WORK TASK: Look through the data below and, wherever a line carries the word "flush", please copy that line.

SUPPLIED INFORMATION:

//! Pre-allocated storage for the raw Gibbs chains.
//!
//! Every tracked quantity gets a fixed-size array with exactly
//! `sample + burnin` rows, allocated before sampling starts. The store is
//! written once per iteration by the sampler engine and is read-only
//! downstream; partial iterations are never exposed. Burn-in discard and
//! thinning happen in [`RetainedDraws`], never in the store itself.

use crate::config::SamplerControls;
use crate::errors::{BsfaError, BsfaResult};
use ndarray::{s, Array1, Array2, Array3};
use serde::{Deserialize, Serialize};
use std::fs::File;
use std::io::{BufReader, BufWriter, Write};
use std::path::Path;

/// Raw per-iteration chains for every tracked quantity.
#[derive(Debug, Clone, PartialEq, Serialize, Deserialize)]
pub struct ChainStore {
    n_vars: usize,
    n_samples: usize,
    n_factors: usize,
    sample: usize,
    burnin: usize,
    lag: usize,
    recorded: usize,

    /// Loadings, shape (ite, n, K).
    loadings: Array3<f64>,
    /// Factor scores, shape (ite, K, p).
    scores: Array3<f64>,
    /// Residual variances, shape (ite, n).
    resid_vars: Array2<f64>,
    /// Inclusion indicators, shape (ite, n, K).
    indicators: Array3<u8>,
    /// Running inclusion estimates, shape (ite, n, K).
    inclusion: Array3<f64>,
}

impl ChainStore {
    pub(crate) fn new(
        n_vars: usize,
        n_samples: usize,
        n_factors: usize,
        controls: &SamplerControls,
    ) -> Self {
        let ite = controls.iterations();
        Self {
            n_vars,
            n_samples,
            n_factors,
            sample: controls.sample,
            burnin: controls.burnin,
            lag: controls.lag,
            recorded: 0,
            loadings: Array3::zeros((ite, n_vars, n_factors)),
            scores: Array3::zeros((ite, n_factors, n_samples)),
            resid_vars: Array2::zeros((ite, n_vars)),
            indicators: Array3::zeros((ite, n_vars, n_factors)),
            inclusion: Array3::zeros((ite, n_vars, n_factors)),
        }
    }

    /// Total number of iterations the store was allocated for.
    pub fn iterations(&self) -> usize {
        self.sample + self.burnin
    }

    /// Number of iterations recorded so far.
    pub fn recorded(&self) -> usize {
        self.recorded
    }

    /// Whether every allocated row has been written.
    pub fn is_complete(&self) -> bool {
        self.recorded == self.iterations()
    }

    pub fn n_vars(&self) -> usize {
        self.n_vars
    }

    pub fn n_samples(&self) -> usize {
        self.n_samples
    }

    pub fn n_factors(&self) -> usize {
        self.n_factors
    }

    /// Full loading chain, shape (ite, n, K).
    pub fn raw_loadings(&self) -> &Array3<f64> {
        &self.loadings
    }

    /// Full factor-score chain, shape (ite, K, p).
    pub fn raw_scores(&self) -> &Array3<f64> {
        &self.scores
    }

    /// Full residual-variance chain, shape (ite, n).
    pub fn raw_resid_vars(&self) -> &Array2<f64> {
        &self.resid_vars
    }

    /// Full indicator chain, shape (ite, n, K).
    pub fn raw_indicators(&self) -> &Array3<u8> {
        &self.indicators
    }

    /// Full running-inclusion chain, shape (ite, n, K).
    pub fn raw_inclusion(&self) -> &Array3<f64> {
        &self.inclusion
    }

    /// Record one iteration's state into the next free row.
    pub(crate) fn record(
        &mut self,
        loadings: &Array2<f64>,
        scores: &Array2<f64>,
        resid_vars: &Array1<f64>,
        indicators: &Array2<u8>,
        inclusion: &Array2<f64>,
    ) {
        debug_assert!(self.recorded < self.iterations(), "chain store is full");
        let t = self.recorded;
        self.loadings.slice_mut(s![t, .., ..]).assign(loadings);
        self.scores.slice_mut(s![t, .., ..]).assign(scores);
        self.resid_vars.slice_mut(s![t, ..]).assign(resid_vars);
        self.indicators.slice_mut(s![t, .., ..]).assign(indicators);
        self.inclusion.slice_mut(s![t, .., ..]).assign(inclusion);
        self.recorded += 1;
    }

    /// View of the burned-in, thinned draws. Fails if the chain has not
    /// completed all of its iterations.
    pub fn retained(&self) -> BsfaResult<RetainedDraws<'_>> {
        if !self.is_complete() {
            return Err(BsfaError::InvalidParameter(format!(
                "chain is incomplete: {} of {} iterations recorded",
                self.recorded,
                self.iterations()
            )));
        }
        Ok(RetainedDraws { store: self })
    }

    /// Save the chain store to a file.
    pub fn save<P: AsRef<Path>>(&self, path: P) -> BsfaResult<()> {
        let file = File::create(path)
            .map_err(|e| BsfaError::ChainIo(format!("failed to create chain file: {}", e)))?;
        let mut writer = BufWriter::new(file);

        bincode::serialize_into(&mut writer, self)
            .map_err(|e| BsfaError::ChainIo(format!("failed to serialize chain: {}", e)))?;

        writer
            .flush()
            .map_err(|e| BsfaError::ChainIo(format!("failed to flush chain file: {}", e)))?;

        Ok(())
    }

    /// Load a chain store from a file.
    pub fn load<P: AsRef<Path>>(path: P) -> BsfaResult<Self> {
        let file = File::open(path)
            .map_err(|e| BsfaError::ChainIo(format!("failed to open chain file: {}", e)))?;
        let mut reader = BufReader::new(file);

        let store: ChainStore = bincode::deserialize_from(&mut reader)
            .map_err(|e| BsfaError::ChainIo(format!("failed to deserialize chain: {}", e)))?;

        Ok(store)
    }
}

/// Read-only view of a completed chain applying burn-in discard and
/// thinning. Safe for concurrent readers.
#[derive(Debug, Clone, Copy)]
pub struct RetainedDraws<'a> {
    store: &'a ChainStore,
}

impl RetainedDraws<'_> {
    /// Number of retained draws.
    pub fn n_draws(&self) -> usize {
        (self.store.sample + self.store.lag - 1) / self.store.lag
    }

    pub fn n_vars(&self) -> usize {
        self.store.n_vars
    }

    pub fn n_samples(&self) -> usize {
        self.store.n_samples
    }

    pub fn n_factors(&self) -> usize {
        self.store.n_factors
    }

    fn rows(&self) -> impl Iterator<Item = usize> + '_ {
        (self.store.burnin..self.store.iterations()).step_by(self.store.lag)
    }

    /// Retained loading draws for one entry.
    pub fn loading_entry(&self, i: usize, k: usize) -> Vec<f64> {
        self.rows().map(|t| self.store.loadings[[t, i, k]]).collect()
    }

    /// Retained indicator draws for one entry.
    pub fn indicator_entry(&self, i: usize, k: usize) -> Vec<u8> {
        self.rows()
            .map(|t| self.store.indicators[[t, i, k]])
            .collect()
    }

    /// Retained running-inclusion draws for one entry.
    pub fn inclusion_entry(&self, i: usize, k: usize) -> Vec<f64> {
        self.rows()
            .map(|t| self.store.inclusion[[t, i, k]])
            .collect()
    }

    /// Retained factor-score draws for one (factor, sample) pair.
    pub fn score_entry(&self, k: usize, j: usize) -> Vec<f64> {
        self.rows().map(|t| self.store.scores[[t, k, j]]).collect()
    }

    /// Retained residual-variance draws for one variable.
    pub fn resid_var_entry(&self, i: usize) -> Vec<f64> {
        self.rows()
            .map(|t| self.store.resid_vars[[t, i]])
            .collect()
    }

    /// Retained loading draws, shape (draws, n, K).
    pub fn loadings(&self) -> Array3<f64> {
        let st = self.store;
        st.loadings.slice(s![st.burnin..; st.lag, .., ..]).to_owned()
    }

    /// Retained factor-score draws, shape (draws, K, p).
    pub fn scores(&self) -> Array3<f64> {
        let st = self.store;
        st.scores.slice(s![st.burnin..; st.lag, .., ..]).to_owned()
    }

    /// Retained residual-variance draws, shape (draws, n).
    pub fn resid_vars(&self) -> Array2<f64> {
        let st = self.store;
        st.resid_vars.slice(s![st.burnin..; st.lag, ..]).to_owned()
    }

    /// Retained indicator draws, shape (draws, n, K).
    pub fn indicators(&self) -> Array3<u8> {
        let st = self.store;
        st.indicators.slice(s![st.burnin..; st.lag, .., ..]).to_owned()
    }

    /// Retained running-inclusion draws, shape (draws, n, K).
    pub fn inclusion(&self) -> Array3<f64> {
        let st = self.store;
        st.inclusion.slice(s![st.burnin..; st.lag, .., ..]).to_owned()
    }
}

#[cfg(test)]
mod tests {
    use super::*;
    use ndarray::{Array1, Array2};

    fn controls(sample: usize, burnin: usize, lag: usize) -> SamplerControls {
        SamplerControls {
            sample,
            burnin,
            lag,
            seed: 0,
        }
    }

    /// Fill a store with recognisable values: iteration t stores t as f64
    /// everywhere and t % 2 in the indicators.
    fn filled_store(n: usize, p: usize, k: usize, controls: &SamplerControls) -> ChainStore {
        let mut store = ChainStore::new(n, p, k, controls);
        for t in 0..controls.iterations() {
            let v = t as f64;
            store.record(
                &Array2::from_elem((n, k), v),
                &Array2::from_elem((k, p), v),
                &Array1::from_elem(n, v),
                &Array2::from_elem((n, k), (t % 2) as u8),
                &Array2::from_elem((n, k), v / controls.iterations() as f64),
            );
        }
        store
    }

    #[test]
    fn preallocates_exactly_ite_rows() {
        let store = ChainStore::new(4, 6, 2, &controls(10, 5, 1));
        assert_eq!(store.iterations(), 15);
        assert_eq!(store.raw_loadings().dim(), (15, 4, 2));
        assert_eq!(store.raw_scores().dim(), (15, 2, 6));
        assert_eq!(store.raw_resid_vars().dim(), (15, 4));
        assert_eq!(store.raw_indicators().dim(), (15, 4, 2));
        assert_eq!(store.raw_inclusion().dim(), (15, 4, 2));
        assert_eq!(store.recorded(), 0);
        assert!(!store.is_complete());
    }

    #[test]
    fn incomplete_chain_has_no_retained_view() {
        let mut store = ChainStore::new(2, 3, 1, &controls(4, 2, 1));
        store.record(
            &Array2::zeros((2, 1)),
            &Array2::zeros((1, 3)),
            &Array1::zeros(2),
            &Array2::zeros((2, 1)),
            &Array2::zeros((2, 1)),
        );
        assert!(store.retained().is_err());
    }

    #[test]
    fn retained_discards_burnin() {
        let ctl = controls(6, 4, 1);
        let store = filled_store(2, 3, 2, &ctl);
        let retained = store.retained().unwrap();

        assert_eq!(retained.n_draws(), 6);
        // The first retained draw is the first post-burn-in iteration.
        assert_eq!(retained.loading_entry(0, 0), vec![4.0, 5.0, 6.0, 7.0, 8.0, 9.0]);
        assert_eq!(retained.loadings().dim(), (6, 2, 2));
    }

    #[test]
    fn lag_thins_the_retained_range() {
        let ctl = controls(10, 5, 3);
        let store = filled_store(2, 3, 1, &ctl);
        let retained = store.retained().unwrap();

        // ceil(10 / 3) draws: iterations 5, 8, 11, 14.
        assert_eq!(retained.n_draws(), 4);
        assert_eq!(retained.resid_var_entry(0), vec![5.0, 8.0, 11.0, 14.0]);
        assert_eq!(retained.scores().dim(), (4, 1, 3));
        assert_eq!(retained.indicator_entry(1, 0), vec![1, 0, 1, 0]);
    }

    #[test]
    fn entry_accessors_match_bulk_extraction() {
        let ctl = controls(8, 3, 2);
        let store = filled_store(3, 4, 2, &ctl);
        let retained = store.retained().unwrap();

        let bulk = retained.inclusion();
        let entry = retained.inclusion_entry(2, 1);
        for (d, &v) in entry.iter().enumerate() {
            assert_eq!(bulk[[d, 2, 1]], v);
        }

        let bulk = retained.scores();
        let entry = retained.score_entry(1, 3);
        for (d, &v) in entry.iter().enumerate() {
            assert_eq!(bulk[[d, 1, 3]], v);
        }
    }

    #[test]
    fn save_load_round_trip() {
        let ctl = controls(5, 2, 1);
        let store = filled_store(2, 3, 1, &ctl);

        let path = std::env::temp_dir().join("bsfa-chain-roundtrip.bin");
        store.save(&path).unwrap();
        let loaded = ChainStore::load(&path).unwrap();
        std::fs::remove_file(&path).ok();

        assert_eq!(loaded, store);
    }
}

TASK RESPONSE:
            .flush()
            .map_err(|e| BsfaError::ChainIo(format!("failed to flush chain file: {}", e)))?;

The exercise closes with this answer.